Multiple People Who Reported to Baca Already Convicted and Sentenced

Baca, who retired from his position in 2014 after serving four terms, pleaded guilty in February to lying to federal authorities regarding allegations that his department attempted to block an inquiry into abuses against inmates in the county jails by deputies. The deal would have meant less prison time for him (a maximum term of six months) than anyone else who was convicted of being part of these abuses or the ensuing cover-up.

By the time Baca pleaded guilty in February to a single count of lying to federal authorities, seven sheriff's officials had already been convicted in related cases, receiving sentences of a year and a half to more than three years in prison. His second in command received a five-year prison sentence.

Plea Agreement Would "Trivialize the Seriousness of the Offenses"

A U.S. district court judge ruled on July 18 that the punishment allowed for Baca under the plea agreement "would trivialize the seriousness of the offenses" and would not sufficiently deter other law enforcement officers from committing similar crimes.

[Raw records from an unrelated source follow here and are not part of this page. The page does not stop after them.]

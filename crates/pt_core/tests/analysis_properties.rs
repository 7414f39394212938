//! Property tests for the analytics core invariants.

use chrono::{Duration, TimeZone, Utc};
use proptest::prelude::*;

use pt_core::analysis::{analyze, assess_fatigue, build_advice, PartitionTally};
use pt_core::models::{BatterSide, Count, PitchEvent, PitchResult};

const PITCH_TYPES: [&str; 4] = ["fastball", "changeup", "curveball", "slider"];
const RESULTS: [PitchResult; 6] = [
    PitchResult::Ball,
    PitchResult::Strike,
    PitchResult::Foul,
    PitchResult::SwingingStrike,
    PitchResult::Hit,
    PitchResult::Out,
];

/// Arbitrary pitch sequences, including out-of-range counts that the model
/// treats as malformed.
fn arb_events() -> impl Strategy<Value = Vec<PitchEvent>> {
    prop::collection::vec(
        (0usize..4, 0u8..5, 0u8..4, 0usize..6, prop::bool::ANY),
        0..80,
    )
    .prop_map(|rows| {
        let start = Utc.with_ymd_and_hms(2025, 6, 1, 18, 0, 0).unwrap();
        rows.into_iter()
            .enumerate()
            .map(|(i, (ty, balls, strikes, result, lefty))| PitchEvent {
                pitcher_id: "p1".into(),
                game_id: "g1".into(),
                inning: (i / 15 + 1) as u8,
                is_top: true,
                outs: (i % 3) as u8,
                count: Count::new(balls, strikes),
                pitch_type: Some(PITCH_TYPES[ty].into()),
                result: Some(RESULTS[result]),
                batter_side: Some(if lefty { BatterSide::L } else { BatterSide::R }),
                timestamp: start + Duration::seconds(i as i64 * 20),
            })
            .collect()
    })
}

proptest! {
    #[test]
    fn analysis_is_idempotent(events in arb_events()) {
        prop_assert_eq!(analyze(&events), analyze(&events));
    }

    #[test]
    fn category_counts_sum_to_partition_totals(events in arb_events()) {
        let result = analyze(&events);
        for tally in [&result.pitch_types, &result.first_pitch, &result.results] {
            let sum: usize = tally.categories().iter().map(|c| c.count).sum();
            prop_assert_eq!(sum, tally.total());
        }
        for cell in &result.count_matrix {
            let sum: usize = cell.tally.categories().iter().map(|c| c.count).sum();
            prop_assert_eq!(sum, cell.tally.total());
            prop_assert!(cell.tally.has_data());
        }
    }

    #[test]
    fn percentage_sums_drift_at_most_one_per_category(events in arb_events()) {
        let result = analyze(&events);
        if result.pitch_types.has_data() {
            let shares = result.pitch_types.percentages();
            let sum: i64 = shares.iter().map(|s| s.percentage as i64).sum();
            prop_assert!((sum - 100).unsigned_abs() as usize <= shares.len());
        }
    }

    #[test]
    fn prediction_confidence_matches_dominant_share(events in arb_events()) {
        let result = analyze(&events);
        if let Some(prediction) = &result.predictions.first_pitch {
            let tally = PartitionTally::from_events(
                events
                    .iter()
                    .filter(|e| e.count.map(|c| c.is_first_pitch()).unwrap_or(false)),
                |e| e.pitch_type.clone(),
            );
            let dominant = tally.dominant().unwrap();
            prop_assert_eq!(&prediction.pitch_type, &dominant.category);
            prop_assert_eq!(prediction.confidence, dominant.percentage);
        }
    }

    #[test]
    fn fatigue_score_is_never_negative(events in arb_events()) {
        let assessment = assess_fatigue(&events);
        prop_assert!(assessment.fatigue_score >= 0);
        prop_assert_eq!(&assessment, &assess_fatigue(&events));
        if events.len() < 10 {
            prop_assert!(!assessment.has_data);
            prop_assert!(assessment.indicators.is_empty());
        }
    }

    #[test]
    fn advice_is_pure_and_never_panics(events in arb_events()) {
        let advice = build_advice(&events);
        prop_assert_eq!(&advice, &build_advice(&events));
        prop_assert_eq!(advice.has_data, !events.is_empty());
    }
}
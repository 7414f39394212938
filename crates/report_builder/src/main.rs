//! Report Builder CLI
//!
//! Pitch log JSON → analysis / fatigue / advisory report JSON.

#[cfg(feature = "cli")]
use anyhow::Result;
#[cfg(feature = "cli")]
use clap::{Parser, Subcommand};
#[cfg(feature = "cli")]
use std::path::PathBuf;

#[cfg(feature = "cli")]
use report_builder::{build_report, load_events, scope_events, write_report, ReportKind};

#[cfg(feature = "cli")]
#[derive(Parser)]
#[command(name = "report_builder")]
#[command(about = "Build scouting reports from pitch logs", long_about = None)]
struct Cli {
    #[command(subcommand)]
    command: Commands,
}

#[cfg(feature = "cli")]
#[derive(Subcommand)]
enum Commands {
    /// Tendency analysis for one pitcher scope
    Analyze {
        /// Input pitch log JSON file
        #[arg(long)]
        r#in: PathBuf,

        /// Restrict to one pitcher
        #[arg(long)]
        pitcher: Option<String>,

        /// Restrict to one game
        #[arg(long)]
        game: Option<String>,

        /// Output report path (stdout when omitted)
        #[arg(long)]
        out: Option<PathBuf>,
    },

    /// Per-pitcher breakdown for a whole game
    Game {
        #[arg(long)]
        r#in: PathBuf,

        #[arg(long)]
        game: Option<String>,

        #[arg(long)]
        out: Option<PathBuf>,
    },

    /// Fatigue assessment
    Fatigue {
        #[arg(long)]
        r#in: PathBuf,

        #[arg(long)]
        pitcher: Option<String>,

        #[arg(long)]
        game: Option<String>,

        #[arg(long)]
        out: Option<PathBuf>,
    },

    /// Coaching advisory
    Advice {
        #[arg(long)]
        r#in: PathBuf,

        #[arg(long)]
        pitcher: Option<String>,

        #[arg(long)]
        game: Option<String>,

        #[arg(long)]
        out: Option<PathBuf>,
    },
}

#[cfg(feature = "cli")]
fn run(
    kind: ReportKind,
    input: &PathBuf,
    pitcher: Option<String>,
    game: Option<String>,
    out: Option<PathBuf>,
) -> Result<()> {
    let events = load_events(input)?;
    let scoped = scope_events(events, pitcher.as_deref(), game.as_deref());
    eprintln!("{} events in scope", scoped.len());
    let report = build_report(kind, &scoped)?;
    write_report(out.as_deref(), &report)?;
    Ok(())
}

#[cfg(feature = "cli")]
fn main() -> Result<()> {
    let cli = Cli::parse();
    match cli.command {
        Commands::Analyze { r#in, pitcher, game, out } => {
            run(ReportKind::Analysis, &r#in, pitcher, game, out)
        }
        Commands::Game { r#in, game, out } => run(ReportKind::Game, &r#in, None, game, out),
        Commands::Fatigue { r#in, pitcher, game, out } => {
            run(ReportKind::Fatigue, &r#in, pitcher, game, out)
        }
        Commands::Advice { r#in, pitcher, game, out } => {
            run(ReportKind::Advice, &r#in, pitcher, game, out)
        }
    }
}

#[cfg(not(feature = "cli"))]
fn main() {
    eprintln!("report_builder was built without the `cli` feature");
}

He also said that a maximum six-month sentence "underappreciates this defendant's culpability" in the violence of deputies against prisoners that was serious enough to warrant medical treatment.

Baca's attorney has argued that his 74-year-old client is suffering from Alzheimer's disease -- albeit, in the early stages. Prosecutors have countered that he has only "slight" impairment and would receive any required medical care in prison.

Baca and Attorneys Must Consider Other Options

Since the plea agreement was not approved, the judge told Baca that he could withdraw his guilty plea. Now he and his attorneys need to decide whether to accept a sentence handed down by the judge or renegotiate an agreement with federal prosecutors for a sentence that the judge may be willing to accept.

Most cases are not as high profile or as subject to media and public scrutiny as this one. However, when criminal defense attorneys work to negotiate plea agreements for their clients with prosecutors, they keep in mind the best interests of their clients and what both prosecutors and the judge will accept.